PROBLEM TO WORK ON =
Search each line below for the word "OrderStatusType" and list those that contain it.
++++ SUPPLIED RECORDS ++++
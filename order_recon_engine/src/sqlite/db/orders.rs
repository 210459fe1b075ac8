use log::{debug, trace};
use sor_common::Money;
use sqlx::{sqlite::SqliteRow, FromRow, QueryBuilder, Row, SqliteConnection};

use crate::{
    db_types::{NewOrder, Order, OrderStatusType, UpdateOrderRequest},
    traits::OrderStoreError,
};

impl FromRow<'_, SqliteRow> for Order {
    fn from_row(row: &SqliteRow) -> Result<Self, sqlx::Error> {
        let customer = decode_json(row, "customer")?;
        let items = decode_json(row, "items")?;
        let status: String = row.try_get("status")?;
        Ok(Order {
            id: row.try_get("id")?,
            order_number: row.try_get::<String, _>("order_number")?.into(),
            request_id: row.try_get("request_id")?,
            payment_id: row.try_get("payment_id")?,
            customer,
            items,
            subtotal: Money::from(row.try_get::<f64, _>("subtotal")?),
            shipping: Money::from(row.try_get::<f64, _>("shipping")?),
            total: Money::from(row.try_get::<f64, _>("total")?),
            status: OrderStatusType::from(status),
            email_sent: row.try_get("email_sent")?,
            created_at: row.try_get("created_at")?,
            updated_at: row.try_get("updated_at")?,
        })
    }
}

fn decode_json<T: serde::de::DeserializeOwned>(row: &SqliteRow, column: &str) -> Result<T, sqlx::Error> {
    let raw: String = row.try_get(column)?;
    serde_json::from_str(&raw)
        .map_err(|e| sqlx::Error::ColumnDecode { index: column.to_string(), source: Box::new(e) })
}

/// Inserts a candidate order and returns the persisted record with its store-assigned id and
/// timestamps. No duplicate checking happens here; that decision has already been made.
pub async fn insert_order(order: NewOrder, conn: &mut SqliteConnection) -> Result<Order, OrderStoreError> {
    let customer = encode_json(&order.customer)?;
    let items = encode_json(&order.items)?;
    let status = order.status.unwrap_or(OrderStatusType::Pending);
    // RETURNING statements must be stepped to completion or SQLite abandons the write, so
    // the write paths use fetch_all and take the first row.
    let rows: Vec<Order> = sqlx::query_as(
        r#"
            INSERT INTO orders (
                order_number,
                request_id,
                payment_id,
                customer,
                items,
                subtotal,
                shipping,
                total,
                status,
                email_sent
            ) VALUES ($1, $2, $3, $4, $5, $6, $7, $8, $9, $10)
            RETURNING *;
        "#,
    )
    .bind(order.order_number)
    .bind(order.request_id)
    .bind(order.payment_id)
    .bind(customer)
    .bind(items)
    .bind(order.subtotal.value())
    .bind(order.shipping.value())
    .bind(order.total.value())
    .bind(status.to_string())
    .bind(order.email_sent)
    .fetch_all(conn)
    .await?;
    let order = rows
        .into_iter()
        .next()
        .ok_or_else(|| OrderStoreError::DatabaseError("INSERT .. RETURNING produced no row".to_string()))?;
    debug!("🗃️ Order {} inserted with id {}", order.order_number, order.id);
    Ok(order)
}

fn encode_json<T: serde::Serialize>(value: &T) -> Result<String, OrderStoreError> {
    serde_json::to_string(value).map_err(|e| OrderStoreError::MalformedOrder(e.to_string()))
}

/// The full order list, created-at ascending. Ids break ties because `CURRENT_TIMESTAMP`
/// only has one-second resolution.
pub async fn fetch_orders(conn: &mut SqliteConnection) -> Result<Vec<Order>, OrderStoreError> {
    let orders = sqlx::query_as("SELECT * FROM orders ORDER BY created_at ASC, id ASC").fetch_all(conn).await?;
    Ok(orders)
}

pub async fn fetch_order_by_id(id: i64, conn: &mut SqliteConnection) -> Result<Option<Order>, OrderStoreError> {
    let order = sqlx::query_as("SELECT * FROM orders WHERE id = $1").bind(id).fetch_optional(conn).await?;
    Ok(order)
}

pub async fn fetch_orders_by_email(email: &str, conn: &mut SqliteConnection) -> Result<Vec<Order>, OrderStoreError> {
    let orders = sqlx::query_as(
        "SELECT * FROM orders WHERE json_extract(customer, '$.email') = $1 ORDER BY created_at ASC, id ASC",
    )
    .bind(email)
    .fetch_all(conn)
    .await?;
    Ok(orders)
}

pub async fn update_order(
    id: i64,
    update: UpdateOrderRequest,
    conn: &mut SqliteConnection,
) -> Result<Option<Order>, OrderStoreError> {
    if update.is_empty() {
        debug!("🗃️ No fields to update for order id {id}. Update request skipped.");
        return Err(OrderStoreError::UpdateNoOp);
    }
    let mut builder = QueryBuilder::new("UPDATE orders SET updated_at = CURRENT_TIMESTAMP, ");
    let mut set_clause = builder.separated(", ");
    if let Some(status) = update.new_status {
        set_clause.push("status = ");
        set_clause.push_bind_unseparated(status.to_string());
    }
    if let Some(email_sent) = update.new_email_sent {
        set_clause.push("email_sent = ");
        set_clause.push_bind_unseparated(email_sent);
    }
    if let Some(instructions) = update.new_special_instructions {
        set_clause.push("customer = json_set(customer, '$.specialInstructions', ");
        set_clause.push_bind_unseparated(instructions);
        set_clause.push_unseparated(")");
    }
    builder.push(" WHERE id = ");
    builder.push_bind(id);
    builder.push(" RETURNING *");
    trace!("🗃️ Executing query: {}", builder.sql());
    let rows: Vec<SqliteRow> = builder.build().fetch_all(conn).await?;
    let res = rows.first().map(Order::from_row).transpose()?;
    Ok(res)
}

pub async fn update_order_status(
    id: i64,
    status: OrderStatusType,
    conn: &mut SqliteConnection,
) -> Result<Order, OrderStoreError> {
    let rows: Vec<Order> =
        sqlx::query_as("UPDATE orders SET status = $1, updated_at = CURRENT_TIMESTAMP WHERE id = $2 RETURNING *")
            .bind(status.to_string())
            .bind(id)
            .fetch_all(conn)
            .await?;
    rows.into_iter().next().ok_or(OrderStoreError::OrderNotFound(id))
}

pub async fn delete_order(id: i64, conn: &mut SqliteConnection) -> Result<bool, OrderStoreError> {
    let result = sqlx::query("DELETE FROM orders WHERE id = $1").bind(id).execute(conn).await?;
    Ok(result.rows_affected() > 0)
}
++++
EXERCISE RESPONSE =
    db_types::{NewOrder, Order, OrderStatusType, UpdateOrderRequest},
            status: OrderStatusType::from(status),
    let status = order.status.unwrap_or(OrderStatusType::Pending);
    status: OrderStatusType,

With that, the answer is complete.